# Task brief
Every line of the data must be retyped exactly as it stands.

# Stored data entries
☆ ☆ ☆ ☆ ☆

//! A* with per-expansion successor pruning.

use std::fmt;

use crate::error::SearchError;

use super::{Frontier, SearchProgress};

/// How many successors of one expansion survive pruning.
#[derive(Debug, Clone, Copy, PartialEq)]
pub enum Bound {
    /// Keep `ceil(fraction * n)` successors, at least one.
    Fraction(f64),
    /// Keep at most this many successors.
    Count(usize),
    /// Keep every successor.
    Unbounded,
}

impl Bound {
    /// Interprets a numeric bound.
    ///
    /// A value in `(0, 1)` is a fraction, a whole number of at least one is
    /// a count, and anything at or below zero disables pruning.
    ///
    /// # Errors
    ///
    /// Returns [`SearchError::InvalidBound`] for NaN or for a value of at
    /// least one that is not a whole number.
    ///
    /// # Examples
    ///
    /// ```
    /// use u_delivery::search::Bound;
    ///
    /// assert_eq!(Bound::parse(0.5).unwrap(), Bound::Fraction(0.5));
    /// assert_eq!(Bound::parse(3.0).unwrap(), Bound::Count(3));
    /// assert_eq!(Bound::parse(-1.0).unwrap(), Bound::Unbounded);
    /// assert!(Bound::parse(2.5).is_err());
    /// ```
    pub fn parse(bound: f64) -> Result<Self, SearchError> {
        if bound.is_nan() {
            Err(SearchError::InvalidBound(bound))
        } else if bound <= 0.0 {
            Ok(Self::Unbounded)
        } else if bound < 1.0 {
            Ok(Self::Fraction(bound))
        } else if bound.is_finite() && bound.fract() == 0.0 {
            Ok(Self::Count(bound as usize))
        } else {
            Err(SearchError::InvalidBound(bound))
        }
    }

    /// Number of successors kept out of `n`.
    pub fn keep(self, n: usize) -> usize {
        match self {
            Self::Fraction(p) if n > 0 => ((p * n as f64).ceil() as usize).clamp(1, n),
            Self::Fraction(_) => 0,
            Self::Count(c) => c.min(n),
            Self::Unbounded => n,
        }
    }
}

/// A* that, at each expansion, sorts the successors by `f` and pushes only
/// the best [`Bound::keep`] of them.
///
/// Pruning gives up both completeness and optimality in exchange for a
/// bounded branching factor: the optimal goal may be cut off, and with
/// `Bound::Count(1)` the search follows a single greedy chain. With
/// [`Bound::Unbounded`] it behaves exactly like [`AStar`](super::AStar).
pub struct BoundedAStar<S, G, T, F> {
    frontier: Frontier<S>,
    expanded: usize,
    bound: Bound,
    is_goal: G,
    transition: T,
    f: F,
}

impl<S, G, T, F> BoundedAStar<S, G, T, F>
where
    F: Fn(&S) -> f64,
{
    /// Starts a search from `initial`.
    pub fn new(initial: S, is_goal: G, transition: T, f: F, bound: Bound) -> Self {
        let mut frontier = Frontier::new();
        frontier.push(f(&initial), initial);
        Self {
            frontier,
            expanded: 0,
            bound,
            is_goal,
            transition,
            f,
        }
    }

    /// The pruning bound.
    pub fn bound(&self) -> Bound {
        self.bound
    }
}

impl<S, G, T, I, F> Iterator for BoundedAStar<S, G, T, F>
where
    G: Fn(&S) -> bool,
    T: Fn(&S) -> I,
    I: IntoIterator<Item = S>,
    F: Fn(&S) -> f64,
{
    type Item = S;

    fn next(&mut self) -> Option<S> {
        while let Some((priority, state)) = self.frontier.pop() {
            self.expanded += 1;
            if (self.is_goal)(&state) {
                tracing::debug!(f = priority, expanded = self.expanded, "bounded a* reached goal");
                return Some(state);
            }

            let mut scored: Vec<(f64, S)> = (self.transition)(&state)
                .into_iter()
                .map(|s| ((self.f)(&s), s))
                .collect();
            // Stable: equal-f successors keep generation order.
            scored.sort_by(|a, b| a.0.total_cmp(&b.0));
            let keep = self.bound.keep(scored.len());
            tracing::trace!(generated = scored.len(), keep, "pruned successors");
            scored.truncate(keep);

            for (f, successor) in scored {
                self.frontier.push(f, successor);
            }
        }
        tracing::debug!(expanded = self.expanded, "bounded a* exhausted");
        None
    }
}

impl<S, G, T, F> SearchProgress for BoundedAStar<S, G, T, F> {
    fn node_count(&self) -> usize {
        self.expanded
    }
}

impl<S, G, T, F> fmt::Debug for BoundedAStar<S, G, T, F> {
    fn fmt(&self, f: &mut fmt::Formatter<'_>) -> fmt::Result {
        f.debug_struct("BoundedAStar")
            .field("bound", &self.bound)
            .field("open", &self.frontier.len())
            .field("expanded", &self.expanded)
            .finish()
    }
}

☆ ☆ ☆ ☆ ☆

# Exercise result
//! A* with per-expansion successor pruning.

use std::fmt;

use crate::error::SearchError;

use super::{Frontier, SearchProgress};

/// How many successors of one expansion survive pruning.
#[derive(Debug, Clone, Copy, PartialEq)]
pub enum Bound {
    /// Keep `ceil(fraction * n)` successors, at least one.
    Fraction(f64),
    /// Keep at most this many successors.
    Count(usize),
    /// Keep every successor.
    Unbounded,
}

impl Bound {
    /// Interprets a numeric bound.
    ///
    /// A value in `(0, 1)` is a fraction, a whole number of at least one is
    /// a count, and anything at or below zero disables pruning.
    ///
    /// # Errors
    ///
    /// Returns [`SearchError::InvalidBound`] for NaN or for a value of at
    /// least one that is not a whole number.
    ///
    /// # Examples
    ///
    /// ```
    /// use u_delivery::search::Bound;
    ///
    /// assert_eq!(Bound::parse(0.5).unwrap(), Bound::Fraction(0.5));
    /// assert_eq!(Bound::parse(3.0).unwrap(), Bound::Count(3));
    /// assert_eq!(Bound::parse(-1.0).unwrap(), Bound::Unbounded);
    /// assert!(Bound::parse(2.5).is_err());
    /// ```
    pub fn parse(bound: f64) -> Result<Self, SearchError> {
        if bound.is_nan() {
            Err(SearchError::InvalidBound(bound))
        } else if bound <= 0.0 {
            Ok(Self::Unbounded)
        } else if bound < 1.0 {
            Ok(Self::Fraction(bound))
        } else if bound.is_finite() && bound.fract() == 0.0 {
            Ok(Self::Count(bound as usize))
        } else {
            Err(SearchError::InvalidBound(bound))
        }
    }

    /// Number of successors kept out of `n`.
    pub fn keep(self, n: usize) -> usize {
        match self {
            Self::Fraction(p) if n > 0 => ((p * n as f64).ceil() as usize).clamp(1, n),
            Self::Fraction(_) => 0,
            Self::Count(c) => c.min(n),
            Self::Unbounded => n,
        }
    }
}

/// A* that, at each expansion, sorts the successors by `f` and pushes only
/// the best [`Bound::keep`] of them.
///
/// Pruning gives up both completeness and optimality in exchange for a
/// bounded branching factor: the optimal goal may be cut off, and with
/// `Bound::Count(1)` the search follows a single greedy chain. With
/// [`Bound::Unbounded`] it behaves exactly like [`AStar`](super::AStar).
pub struct BoundedAStar<S, G, T, F> {
    frontier: Frontier<S>,
    expanded: usize,
    bound: Bound,
    is_goal: G,
    transition: T,
    f: F,
}

impl<S, G, T, F> BoundedAStar<S, G, T, F>
where
    F: Fn(&S) -> f64,
{
    /// Starts a search from `initial`.
    pub fn new(initial: S, is_goal: G, transition: T, f: F, bound: Bound) -> Self {
        let mut frontier = Frontier::new();
        frontier.push(f(&initial), initial);
        Self {
            frontier,
            expanded: 0,
            bound,
            is_goal,
            transition,
            f,
        }
    }

    /// The pruning bound.
    pub fn bound(&self) -> Bound {
        self.bound
    }
}

impl<S, G, T, I, F> Iterator for BoundedAStar<S, G, T, F>
where
    G: Fn(&S) -> bool,
    T: Fn(&S) -> I,
    I: IntoIterator<Item = S>,
    F: Fn(&S) -> f64,
{
    type Item = S;

    fn next(&mut self) -> Option<S> {
        while let Some((priority, state)) = self.frontier.pop() {
            self.expanded += 1;
            if (self.is_goal)(&state) {
                tracing::debug!(f = priority, expanded = self.expanded, "bounded a* reached goal");
                return Some(state);
            }

            let mut scored: Vec<(f64, S)> = (self.transition)(&state)
                .into_iter()
                .map(|s| ((self.f)(&s), s))
                .collect();
            // Stable: equal-f successors keep generation order.
            scored.sort_by(|a, b| a.0.total_cmp(&b.0));
            let keep = self.bound.keep(scored.len());
            tracing::trace!(generated = scored.len(), keep, "pruned successors");
            scored.truncate(keep);

            for (f, successor) in scored {
                self.frontier.push(f, successor);
            }
        }
        tracing::debug!(expanded = self.expanded, "bounded a* exhausted");
        None
    }
}

impl<S, G, T, F> SearchProgress for BoundedAStar<S, G, T, F> {
    fn node_count(&self) -> usize {
        self.expanded
    }
}

impl<S, G, T, F> fmt::Debug for BoundedAStar<S, G, T, F> {
    fn fmt(&self, f: &mut fmt::Formatter<'_>) -> fmt::Result {
        f.debug_struct("BoundedAStar")
            .field("bound", &self.bound)
            .field("open", &self.frontier.len())
            .field("expanded", &self.expanded)
            .finish()
    }
}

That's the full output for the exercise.